I've got a long history as a gamer. Those of you who know me well, know that. Beyond early Pong/Atari/ColecoVision/Commodore memories, it was the Apple ][ that really got me into gaming. And while the submarine simulator that took half an hour to load and the Olympic games with their tinny rendition of the Soviet anthem were fun, it was role playing games that hit me hardest.
Eternal Dagger, picked up on the way back from a family trip to upstate NY, really bit me in a major way. Once we got an 8088 IBM compatible PC the
SSI "gold box" games wasted away many of my evenings. I still have vivid memories of clearing out certain sections of Phlan (particularly Sokol Keep) while listening to Metallica's
…And Justice For All. The Ultima series, when I finally got into them through
Ultima III for the NES, would end up becoming a major influence on my development.
But
Wasteland was always my favorite.
It was a post-apocalyptic RPG, where you played a squad of desert rangers tasked with bringing order to the chaos and ultimately saving the world. Witty humor, beautifully written jokes and plot points, and vast improvements over the Bard's Tale engine that had already wasted so many of my evenings.
Bard's Tale III was a wonderful game that kept me hooked from world to world, but Wasteland kept me hooked and replaying the same world over and over again. What originally hooked me on
cybersphere were the Wasteland references.

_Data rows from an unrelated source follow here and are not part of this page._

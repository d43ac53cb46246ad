//! Places the flow nodes of an iFlow on a grid for the BPMN diagram.
//!
//! Columns follow the breadth first depth from the start event. The first
//! route of a router stays on its row, every further route opens a new row
//! below. Participants sit outside the integration process pool: the sender
//! on the left, receivers stacked on the right.

use std::collections::{HashMap, VecDeque};

use crate::config::LayoutConfig;
use crate::domain::component::BpmnElementType;
use crate::domain::endpoint::EndpointRole;
use crate::domain::iflow::{Iflow, PROCESS_PARTICIPANT_ID};

const EVENT_SIZE: f64 = 32.0;
const ACTIVITY_WIDTH: f64 = 100.0;
const ACTIVITY_HEIGHT: f64 = 60.0;
const GATEWAY_SIZE: f64 = 40.0;
const PARTICIPANT_WIDTH: f64 = 100.0;
const PARTICIPANT_HEIGHT: f64 = 140.0;

#[derive(Debug, Clone, Copy, PartialEq)]
pub struct Bounds {
    pub x: f64,
    pub y: f64,
    pub width: f64,
    pub height: f64,
}

impl Bounds {
    fn centered(cx: f64, cy: f64, width: f64, height: f64) -> Self {
        Bounds { x: cx - width / 2.0, y: cy - height / 2.0, width, height }
    }

    pub fn center(&self) -> Point {
        Point { x: self.x + self.width / 2.0, y: self.y + self.height / 2.0 }
    }
}

#[derive(Debug, Clone, Copy, PartialEq)]
pub struct Point {
    pub x: f64,
    pub y: f64,
}

#[derive(Debug, Clone, PartialEq)]
pub struct Shape {
    pub element_id: String,
    pub bounds: Bounds,
}

impl Shape {
    pub fn shape_id(&self) -> String {
        format!("BPMNShape_{}", self.element_id)
    }
}

#[derive(Debug, Clone, PartialEq)]
pub struct Edge {
    pub flow_id: String,
    pub source_element: String,
    pub target_element: String,
    pub waypoints: Vec<Point>,
}

impl Edge {
    pub fn edge_id(&self) -> String {
        format!("BPMNEdge_{}", self.flow_id)
    }
}

#[derive(Debug, Clone, Default, PartialEq)]
pub struct Diagram {
    pub shapes: Vec<Shape>,
    pub edges: Vec<Edge>,
}

impl Diagram {
    pub fn shape(&self, element_id: &str) -> Option<&Shape> {
        self.shapes.iter().find(|s| s.element_id == element_id)
    }
}

/// Grid position of a flow node: (column, row).
type Cell = (usize, usize);

/// Assigns columns by depth and rows by branch, walking from the start event.
fn assign_cells(iflow: &Iflow) -> HashMap<String, Cell> {
    let mut cells: HashMap<String, Cell> = HashMap::new();
    let mut next_row = 1;
    let mut queue: VecDeque<(String, Cell)> = VecDeque::new();
    queue.push_back((iflow.start_event.element_id.clone(), (0, 0)));

    while let Some((node, cell)) = queue.pop_front() {
        if cells.contains_key(&node) {
            continue;
        }
        cells.insert(node.clone(), cell);

        for (index, flow) in iflow.flows_from(&node).enumerate() {
            let row = if index == 0 {
                cell.1
            } else {
                let row = next_row;
                next_row += 1;
                row
            };
            queue.push_back((flow.target.clone(), (cell.0 + 1, row)));
        }
    }
    cells
}

fn node_size(iflow: &Iflow, element_id: &str) -> (f64, f64) {
    match iflow.component(element_id).map(|c| c.kind.element_type()) {
        Some(BpmnElementType::ExclusiveGateway) => (GATEWAY_SIZE, GATEWAY_SIZE),
        Some(_) => (ACTIVITY_WIDTH, ACTIVITY_HEIGHT),
        None => (EVENT_SIZE, EVENT_SIZE),
    }
}

/// Computes shape bounds for every participant and flow node, and edge
/// waypoints for every sequence and message flow.
pub fn compute(iflow: &Iflow, config: &LayoutConfig) -> Diagram {
    let cells = assign_cells(iflow);
    let columns = cells.values().map(|c| c.0).max().unwrap_or(0) + 1;
    let rows = cells.values().map(|c| c.1).max().unwrap_or(0) + 1;

    let has_sender = iflow.participants.iter().any(|p| p.role == EndpointRole::Sender);
    let pool_x = if has_sender {
        config.origin_x + PARTICIPANT_WIDTH + config.participant_gap
    } else {
        config.origin_x
    };
    let pool_y = config.origin_y;
    let pool_width = columns as f64 * config.column_width + 2.0 * config.pool_padding;
    let pool_height = (rows as f64 * config.row_height + 2.0 * config.pool_padding).max(PARTICIPANT_HEIGHT + 2.0 * config.pool_padding);

    let mut diagram = Diagram::default();

    diagram.shapes.push(Shape {
        element_id: PROCESS_PARTICIPANT_ID.to_string(),
        bounds: Bounds { x: pool_x, y: pool_y, width: pool_width, height: pool_height },
    });

    // Flow nodes in XML order: start, components, end events
    let mut node_ids: Vec<&str> = vec![iflow.start_event.element_id.as_str()];
    node_ids.extend(iflow.components.iter().map(|c| c.element_id.as_str()));
    node_ids.extend(iflow.end_events.iter().map(|e| e.element_id.as_str()));

    for element_id in node_ids {
        let Some(&(column, row)) = cells.get(element_id) else {
            continue;
        };
        let (width, height) = node_size(iflow, element_id);
        let cx = pool_x + config.pool_padding + column as f64 * config.column_width + config.column_width / 2.0;
        let cy = pool_y + config.pool_padding + row as f64 * config.row_height + config.row_height / 2.0;
        diagram.shapes.push(Shape { element_id: element_id.to_string(), bounds: Bounds::centered(cx, cy, width, height) });
    }

    let mut receiver_index = 0;
    for participant in &iflow.participants {
        let bounds = match participant.role {
            EndpointRole::Sender => Bounds {
                x: config.origin_x,
                y: pool_y + pool_height / 2.0 - PARTICIPANT_HEIGHT / 2.0,
                width: PARTICIPANT_WIDTH,
                height: PARTICIPANT_HEIGHT,
            },
            EndpointRole::Receiver => {
                let y = pool_y + receiver_index as f64 * (PARTICIPANT_HEIGHT + config.pool_padding);
                receiver_index += 1;
                Bounds {
                    x: pool_x + pool_width + config.participant_gap,
                    y,
                    width: PARTICIPANT_WIDTH,
                    height: PARTICIPANT_HEIGHT,
                }
            }
        };
        diagram.shapes.push(Shape { element_id: participant.element_id.clone(), bounds });
    }

    for flow in &iflow.sequence_flows {
        if let Some(edge) = edge_between(&diagram, &flow.element_id, &flow.source, &flow.target, true) {
            diagram.edges.push(edge);
        }
    }
    for flow in &iflow.message_flows {
        if let Some(edge) = edge_between(&diagram, &flow.element_id, &flow.source, &flow.target, false) {
            diagram.edges.push(edge);
        }
    }

    diagram
}

/// Straight line between shape centers; sequence flows changing rows get an elbow.
fn edge_between(diagram: &Diagram, flow_id: &str, source: &str, target: &str, orthogonal: bool) -> Option<Edge> {
    let from = diagram.shape(source)?.bounds.center();
    let to = diagram.shape(target)?.bounds.center();

    let mut waypoints = vec![from];
    if orthogonal && (from.y - to.y).abs() > f64::EPSILON {
        waypoints.push(Point { x: from.x, y: to.y });
    }
    waypoints.push(to);

    Some(Edge {
        flow_id: flow_id.to_string(),
        source_element: format!("BPMNShape_{}", source),
        target_element: format!("BPMNShape_{}", target),
        waypoints,
    })
}
use std::collections::HashMap;

use bimap::BiMap;

/// Hands out SAP style element ids (`CallActivity_1`, `SequenceFlow_4`, ...).
///
/// Counters are kept per prefix and start at 1, so the same metadata always
/// produces the same ids.
#[derive(Debug, Clone, Default)]
pub struct IdAllocator {
    counters: HashMap<String, usize>,
}

impl IdAllocator {
    pub fn new() -> Self {
        IdAllocator { counters: HashMap::new() }
    }

    pub fn next(&mut self, prefix: &str) -> String {
        let counter = self.counters.entry(prefix.to_string()).or_insert(0);
        *counter += 1;
        format!("{}_{}", prefix, counter)
    }
}

/// Two way mapping between ids used in the metadata JSON and generated element ids.
#[derive(Debug, Clone, Default)]
pub struct IdRegistry {
    ids: BiMap<String, String>,
}

impl IdRegistry {
    pub fn new() -> Self {
        IdRegistry { ids: BiMap::new() }
    }

    /// Returns `false` when the metadata id is already registered.
    pub fn register(&mut self, metadata_id: &str, element_id: &str) -> bool {
        if self.ids.contains_left(metadata_id) {
            return false;
        }
        self.ids.insert(metadata_id.to_string(), element_id.to_string());
        true
    }

    pub fn element_id(&self, metadata_id: &str) -> Option<&str> {
        self.ids.get_by_left(metadata_id).map(String::as_str)
    }

    pub fn metadata_id(&self, element_id: &str) -> Option<&str> {
        self.ids.get_by_right(element_id).map(String::as_str)
    }

    pub fn contains(&self, metadata_id: &str) -> bool {
        self.ids.contains_left(metadata_id)
    }

    pub fn len(&self) -> usize {
        self.ids.len()
    }

    pub fn is_empty(&self) -> bool {
        self.ids.is_empty()
    }
}

/// Turns a display name into an artifact id: `[A-Za-z0-9_]` only, never
/// starting with a digit.
pub fn sanitize_id(raw: &str) -> String {
    let mut id: String = raw
        .trim()
        .chars()
        .map(|c| if c.is_ascii_alphanumeric() || c == '_' { c } else { '_' })
        .collect();

    while id.contains("__") {
        id = id.replace("__", "_");
    }
    let id = id.trim_matches('_').to_string();

    match id.chars().next() {
        Some(c) if c.is_ascii_digit() => format!("IFlow_{}", id),
        _ => id,
    }
}

/// Turns a metadata name into a resource file stem (`Map Orders` -> `Map_Orders`).
pub fn sanitize_file_stem(raw: &str) -> String {
    raw.trim()
        .chars()
        .map(|c| if c.is_ascii_alphanumeric() || c == '_' || c == '-' || c == '.' { c } else { '_' })
        .collect()
}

My first play through was rather rocky. I wandered north into Darwin Village, way out of my league. Then I tried to actually assault the Citadel instead of get around it. Finally, I found challenges appropriate to my level, and ultimately fought through the Las Vegas sewers through a painful war of attrition. When all was said and done, I was proud to have beaten that game. One summer, I played Wasteland over and over and over again, resetting the game world and keeping my characters. I had it down pat, and could cut shortcuts to beat the final area in no time at all. By the time the summer was over, my characters were a group of grizzled veterans who could walk into Vegas and beat the
Scorpitron apart with their bare hands.
Years later, I was excited to hear about Fallout, the spiritual successor to Wasteland. Sure, there had been the Wasteland sequel Fountain of Dreams, but we'd all like to forget that one. Fallout 1 and Fallout 2 both came out during my initial time at
drewuniversity as a student, and I played through the latter in my quadmate's room while he and his girlfriend watched television. From the
epic intro, I was hooked.
( War never changes under the cut. ) Beautifully stylized, full of the irreverent Wasteland humor, and open-ended in the way only the best of Ultimas were. Slaughter bad guys across the field as a sniper, sneak in and turn their own guns against them, talk your way past them, go in guns blazing, send your faithful allies in, whatever. You got to explore, come up with solutions to problems that might have been different than your friend also playing the game, and experience consequences for your actions. The endgame movies, telling you what happened to the local area due to what you did, were freakin' awesome.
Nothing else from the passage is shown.